Four subspecies are recognised:

- M. s. sibirica Gmelin, JF, 1789 – central, south Siberia to Korea and Japan
- M. s. gulmergi (Baker, ECS, 1923) – northeast Afghanistan and northwest Himalayas
- M. s. cacabata Penard, TE, 1919 – central Himalayas to south Tibet and northeast India
- M. s. rothschildi (Baker, ECS, 1923) – central, south China to north Myanmar and northwest Vietnam

==Description==
The dark-sided flycatcher is 13 to 14 cm in overall length. The upperparts are plain and dark grey-brown apart from a pale wingbar and pale edging to the tertial feathers. The breast and flanks have a variable amount of streaky dark grey-brown. The pale submoustachial stripe and dark malar stripe outline the white throat and half-collar.

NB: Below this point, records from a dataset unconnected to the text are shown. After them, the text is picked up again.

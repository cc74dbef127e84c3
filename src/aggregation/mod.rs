//! Aggregation logic for the payroll summary engine.
//!
//! This module turns raw pay records into per-employee summaries: duplicate
//! record collapsing, eligibility partitioning over a trailing window and a
//! paycheck count threshold, tenure start reconstruction across employment
//! gaps, store name normalization, and YTD hour totals.
//!
//! Everything here is pure: the report date is always passed in, and no
//! function performs I/O.

mod dedup;
mod eligibility;
mod store_name;
mod summary;
mod tenure;

pub use dedup::deduplicate;
pub use eligibility::{EligibilityPartition, RetainedRecords, partition_eligibility, window_cutoff};
pub use store_name::title_case_store;
pub use summary::{aggregate, summarize, summarize_deduped};
pub use tenure::{TenureStart, reconstruct_start_date};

The centre of the lower breast and belly is white while the undertail-coverts are white with dark centres to the feathers. The bill is short and dark and the feet are black. The eye is large and has a whitish ring around it. The adults of both sexes are alike but juveniles have pale spots on the upperparts, a mottled breast and buff tips to the wing-coverts.

The dark-sided flycatcher differs from the similar Asian brown flycatcher (Muscicapa dauurica) which has rather plain pale underparts and from the grey-streaked flycatcher (Muscicapa griseisticta) which is white below with distinct grey streaks. The wings of the dark-sided flycatcher have a longer primary projection than the Asian brown flycatcher.

The song is a series of thin, high-pitched notes with trills and whistles. The call is a metallic tinkling.

==Distribution==
The subspecies M. s. sibirica breeds in south-east Siberia westward to beyond Lake Baikal as well as in Mongolia, north-east China, North Korea and Japan (Hokkaidō and northern Honshū). M. s. rothschildi breeds in western China and Myanmar. M. s. gulmergi occurs from Afghanistan to Kashmir with M. s. cacabata from the eastern Himalayas to south-east Tibet and perhaps Myanmar.

The wintering range includes north-east India, Bangladesh, southern China, Taiwan and South-east Asia as far as Sumatra, Java, Borneo and the Philippines (Palawan and Culion). Vagrant birds have been recorded in Alaska, Iceland and Bermuda.

It inhabits coniferous and mixed forest and woodland and is sometimes seen in plantations, parks and gardens. It typically occurs in mountainous regions, reaching 4000 metres above sea-level in some areas.

==Behaviour==
Like other flycatchers, its feeding technique is to perch on an exposed branch and wait. When an insect flies past, the bird dashes out to snatch it.

The female builds a cup-shaped nest up to 8 metres above the ground, on the branch of a tree or sometimes in a hole. Three to four eggs are laid. These are incubated by the female who is fed by the male.